This is a package for training control policies through motion imitation using deep reinforcement learning. Part of MIMIC-MJX, along with STAC-MJX (a tool for performing inverse kinematics on markerless motion tracking data).

IMPORTANT (For reviewers and new users):

Please use the latest stable version of track-mjx (v0.0.1) for notebook demos and running rodent training example.

Prerelease (track-mjx >= v1.0.0)

track-mjx v1 will soon include all body models, related notebooks and training logic. track-mjx v1 and on will rely on vnl-playground for the environment and task logic. vnl-playground will be installed during the following installation steps along with other needed libraries. For more information regarding the environment and task logic, please visit vnl-playground.

Installation

Option 1: uv (fastest)

Prerequisites

  • Python 3.11 or 3.12
  • uv package manager (recommended) or pip
  • CUDA 12.x or 13.x (for GPU support, optional)

Installing uv

If you don't have uv installed:

# Linux/macOS
curl -LsSf https://astral.sh/uv/install.sh | sh

# Or using pip
pip install uv

Installation Steps

  1. Clone the repository:
git clone https://github.com/talmolab/track-mjx.git
cd track-mjx
  1. Create and activate a virtual environment:
uv venv
source .venv/bin/activate  # On Windows: .venv\Scripts\activate
  1. Install the package with optional dependencies based on your hardware. CUDA 12, CUDA 13, and CPU-only configurations are supported. This will take a few minutes:

For CUDA 12.x:

uv pip install -e ".[cuda12]"

For CUDA 13.x:

uv pip install -e ".[cuda13]"

For CPU-only:

uv pip install -e .

For development, include the [dev] extras in addition to the hardware optional dependencies:

uv pip install -e ".[cuda13,dev]"
  1. Verify the installation:
python -c "import jax; print(f'JAX version: {jax.__version__}'); print(f'Available devices: {jax.devices()}')"
  1. Register the environment as a Jupyter kernel:
python -m ipykernel install --user --name=track-mjx --display-name="Python (track-mjx)"
  1. Test the environment: Execute the tests in notebooks/test_setup.ipynb.
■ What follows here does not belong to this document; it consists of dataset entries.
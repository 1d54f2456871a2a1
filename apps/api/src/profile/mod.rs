// Student profile handling shared by the recommendation and scholarship flows.

pub mod sanitizer;
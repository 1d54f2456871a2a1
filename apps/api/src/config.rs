use anyhow::{Context, Result};

const DEFAULT_PORT: u16 = 8000;
const DEFAULT_CORS_ORIGINS: &str = "http://localhost:5173,http://127.0.0.1:5173,http://localhost:3000";
const DEFAULT_MAX_UPLOAD_BYTES: usize = 10 * 1024 * 1024;

/// Application configuration loaded from environment variables.
/// Startup fails if the model API key is missing.
#[derive(Debug, Clone)]
pub struct Config {
    pub gemini_api_key: String,
    pub port: u16,
    pub rust_log: String,
    /// Browser origins allowed to call the API with credentials.
    pub cors_allowed_origins: Vec<String>,
    /// Upper bound for request bodies, which is effectively the OCR upload size.
    pub max_upload_bytes: usize,
}

impl Config {
    pub fn from_env() -> Result<Self> {
        dotenvy::dotenv().ok(); // load .env if present; ignore if missing

        Self::from_lookup(|key| std::env::var(key).ok())
    }

    /// Builds the config from an arbitrary key lookup. `from_env` passes the
    /// process environment; tests pass a fixed map.
    pub fn from_lookup<F>(lookup: F) -> Result<Self>
    where
        F: Fn(&str) -> Option<String>,
    {
        let gemini_api_key = lookup("GEMINI_API_KEY")
            .or_else(|| lookup("API_KEY"))
            .filter(|key| !key.trim().is_empty())
            .context("Required environment variable 'GEMINI_API_KEY' (or 'API_KEY') is not set")?;

        let port = match lookup("PORT") {
            Some(raw) => raw
                .trim()
                .parse::<u16>()
                .context("PORT must be a valid port number")?,
            None => DEFAULT_PORT,
        };

        let max_upload_bytes = match lookup("MAX_UPLOAD_BYTES") {
            Some(raw) => raw
                .trim()
                .parse::<usize>()
                .context("MAX_UPLOAD_BYTES must be a positive integer")?,
            None => DEFAULT_MAX_UPLOAD_BYTES,
        };

        let origins = lookup("CORS_ALLOWED_ORIGINS").unwrap_or_else(|| DEFAULT_CORS_ORIGINS.to_string());

        Ok(Config {
            gemini_api_key,
            port,
            rust_log: lookup("RUST_LOG").unwrap_or_else(|| "info".to_string()),
            cors_allowed_origins: split_origins(&origins),
            max_upload_bytes,
        })
    }
}

fn split_origins(raw: &str) -> Vec<String> {
    raw.split(',')
        .map(str::trim)
        .filter(|origin| !origin.is_empty())
        .map(String::from)
        .collect()
}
This will check if MuJoCo, GPU support and Jax appear to be working.

Alternative: Using pip

If you prefer using pip instead of uv:

python -m venv .venv
source .venv/bin/activate  # On Windows: .venv\Scripts\activate
pip install -e ".[cuda13]"  # or cuda12/no optional deps

Troubleshooting

CUDA version mismatch:

  • Check your CUDA version: nvcc --version or nvidia-smi
  • Ensure you install the matching JAX CUDA version (cuda12 or cuda13)

Import errors:

  • Verify the virtual environment is activated
  • Try reinstalling: uv pip install --force-reinstall -e ".[cuda13]"

GPU not detected:

  • Verify CUDA installation: nvidia-smi
  • Check that JAX can see GPUs: python -c "import jax; print(jax.devices())"

Expected output:

  • GPU: Should show cuda or gpu devices
  • CPU: Should show cpu device

Option 2: conda

Installation steps

  1. Clone the repository:
    git clone https://github.com/talmolab/track-mjx.git && cd track-mjx
  2. Create a new development environment via conda (this will create the necessary base environment):
    conda env create -f environment.yml
  3. Activate the environment:
    conda activate track-mjx
  4. Install the package with desired CUDA version: If your machine supports up to CUDA 13:
    pip install -e ".[cuda12]"
    If your machine supports up to CUDA 12:
    pip install -e ".[cuda13]"
    If your machine only has a CPU:
    pip install -e .
  5. Test the environment: Execute the tests in notebooks/test_setup.ipynb. This will check if MuJoCo, GPU support and Jax appear to be working.

Training

Rodent

The main training entrypoint is defined in scripts/train.py and relies on the config in track_mjx/config/rodent-full-clips.yaml.

Download the data

To download data, run notebooks/rodent_demo.ipynb

OR

Execute the following command in terminal

python -c "from huggingface_hub import hf_hub_download; hf_hub_download(repo_id='talmolab/MIMIC-MJX', repo_type='dataset', filename='data/rodent/rodent_reference_clips.h5', local_dir='.')"

Run training:

Using uv:

uv run python -m track_mjx.train --config-name rodent-full-clips.yaml

Using conda:

conda activate track_mjx
python -m track_mjx.train --config-name rodent-full-clips.yaml

Task Training

We provide generic scripts to train policies on any task registered in vnl-playground.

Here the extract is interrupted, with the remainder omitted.